Tie insurer payment to minimum standards for treatment based on evidence-based practice and continuity of care

No single treatment is the best fit for all individuals with OUD. However, medications for OUD are associated with a host of benefits [13], including reducing the risk of death after opioid overdose, yet remain underutilized [14]. Programs that restrict or discontinue medications for OUD (“abstinence only” programs) should be subject to evaluation prior to payment by insurers. Treatments should have proven efficacy as to not render unnecessary harm.

Eliminate or reduce the burden of regulations on buprenorphine prescribing

Under current regulations, qualified providers must apply for a Drug Enforcement Agency waiver submitted through the Substance Abuse Mental Health Service Administration to prescribe buprenorphine.

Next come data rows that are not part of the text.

use serde::Serialize;

use crate::models::PortfolioProject;

#[derive(Debug, Clone, Copy, Default, PartialEq, Eq, Serialize)]
#[serde(rename_all = "lowercase")]
pub enum Viewport {
    #[default]
    Desktop,
    Tablet,
    Mobile,
}

impl Viewport {
    pub const ALL: [Viewport; 3] = [Viewport::Desktop, Viewport::Tablet, Viewport::Mobile];

    pub fn dimensions(&self) -> PreviewDimensions {
        match self {
            Viewport::Desktop => PreviewDimensions {
                width: "100%",
                height: "500px",
                centered: false,
            },
            Viewport::Tablet => PreviewDimensions {
                width: "768px",
                height: "450px",
                centered: true,
            },
            Viewport::Mobile => PreviewDimensions {
                width: "375px",
                height: "667px",
                centered: true,
            },
        }
    }
}

/// CSS box of the preview frame.
#[derive(Debug, Clone, Copy, PartialEq, Eq, Serialize)]
pub struct PreviewDimensions {
    pub width: &'static str,
    pub height: &'static str,
    pub centered: bool,
}

#[derive(Debug, Clone, PartialEq, Eq, Serialize)]
#[serde(tag = "mode", content = "src", rename_all = "lowercase")]
pub enum PreviewMode {
    Image(String),
    Iframe(String),
    Empty,
}

#[derive(Debug, Clone, PartialEq, Eq, Serialize)]
pub struct Preview {
    pub mode: PreviewMode,
    pub dimensions: PreviewDimensions,
}

fn populated(value: Option<&String>) -> Option<&String> {
    value.filter(|v| !v.trim().is_empty())
}

/// Picks what the editor shows for `project`: the first populated image among
/// carousel, main and preview, else the live site, else a placeholder.
pub fn render_preview(project: &PortfolioProject, viewport: Viewport) -> Preview {
    let image = populated(project.carousel_image_url.as_ref())
        .or_else(|| populated(project.image_url.as_ref()))
        .or_else(|| populated(project.preview_image_url.as_ref()));

    let mode = match image {
        Some(url) => PreviewMode::Image(url.clone()),
        None if !project.website_url.trim().is_empty() => PreviewMode::Iframe(project.website_url.clone()),
        None => PreviewMode::Empty,
    };

    Preview {
        mode,
        dimensions: viewport.dimensions(),
    }
}

#[cfg(test)]
mod tests {
    use super::*;

    fn project() -> PortfolioProject {
        PortfolioProject::new()
    }

    #[test]
    fn carousel_wins_over_other_images() {
        let mut p = project();
        p.image_url = Some("https://img/main.png".into());
        p.preview_image_url = Some("https://img/thumb.png".into());
        p.carousel_image_url = Some("https://img/wide.png".into());
        p.website_url = "https://client.example".into();

        let preview = render_preview(&p, Viewport::Desktop);
        assert_eq!(preview.mode, PreviewMode::Image("https://img/wide.png".into()));
    }

    #[test]
    fn main_image_wins_over_preview_image() {
        let mut p = project();
        p.image_url = Some("https://img/main.png".into());
        p.preview_image_url = Some("https://img/thumb.png".into());
        p.carousel_image_url = Some(String::new());

        let preview = render_preview(&p, Viewport::Tablet);
        assert_eq!(preview.mode, PreviewMode::Image("https://img/main.png".into()));
    }

    #[test]
    fn preview_image_alone_is_shown() {
        let mut p = project();
        p.preview_image_url = Some("https://img/thumb.png".into());

        assert_eq!(
            render_preview(&p, Viewport::Mobile).mode,
            PreviewMode::Image("https://img/thumb.png".into())
        );
    }

    #[test]
    fn website_is_framed_without_images() {
        let mut p = project();
        p.website_url = "https://client.example".into();

        assert_eq!(
            render_preview(&p, Viewport::Desktop).mode,
            PreviewMode::Iframe("https://client.example".into())
        );
    }

    #[test]
    fn nothing_to_show_is_empty() {
        assert_eq!(render_preview(&project(), Viewport::Desktop).mode, PreviewMode::Empty);
    }

    #[test]
    fn viewport_dimensions() {
        let d = Viewport::Desktop.dimensions();
        assert_eq!((d.width, d.height, d.centered), ("100%", "500px", false));
        let t = Viewport::Tablet.dimensions();
        assert_eq!((t.width, t.height, t.centered), ("768px", "450px", true));
        let m = Viewport::Mobile.dimensions();
        assert_eq!((m.width, m.height, m.centered), ("375px", "667px", true));
    }
}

This requires an 8-h course at minimum. After receiving a waiver, providers are restricted to concurrently treating up to 30 patients with OUD. Physicians may submit additional waiver request to increase this limit to 100 patients after 1 year and 275 patients after 2 years [15]. Buprenorphine prescribing is no more complicated or dangerous than treatments regularly provided by primary care providers [16]. Many believe that the waver is an unnecessary bureaucratic burden. Options suggested include reducing the time length of the training course, eliminating waver course fees, and a federal review to determine if provider limits on the number of patients who are eligible to receive buprenorphine restrict overall access to treatment.

Create an independent accreditation body that provides a complete listing of available treatment centers and quality scores for treatment facilities

This proposed accreditation body would hold treatment centers accountable by publicly reporting quality metrics, including individual case management and adherence to treatment guidelines. Treatment center scores and contact information may improve customer knowledge and access to quality care. Additionally, the quality scores could be tied to insurance payments.

Continuity of care

Assure in-person or telephone care coordination following discharge after a nonfatal overdose, through peer support or providers who prescribe medications for OUD

Effective case management is necessary to coordinate medical and mental health services of individuals with OUD. After a nonfatal opioid overdose, individuals have an increased risk of death, not from just drug overdose, but a range of mental and physical health conditions within 12 months [17]. Peer support studies have demonstrated reduced relapse rates and increased treatment retention [18]. Our recommendation is for peer support availability at multiple touch points, such as emergency and inpatient units and harm reduction organizations.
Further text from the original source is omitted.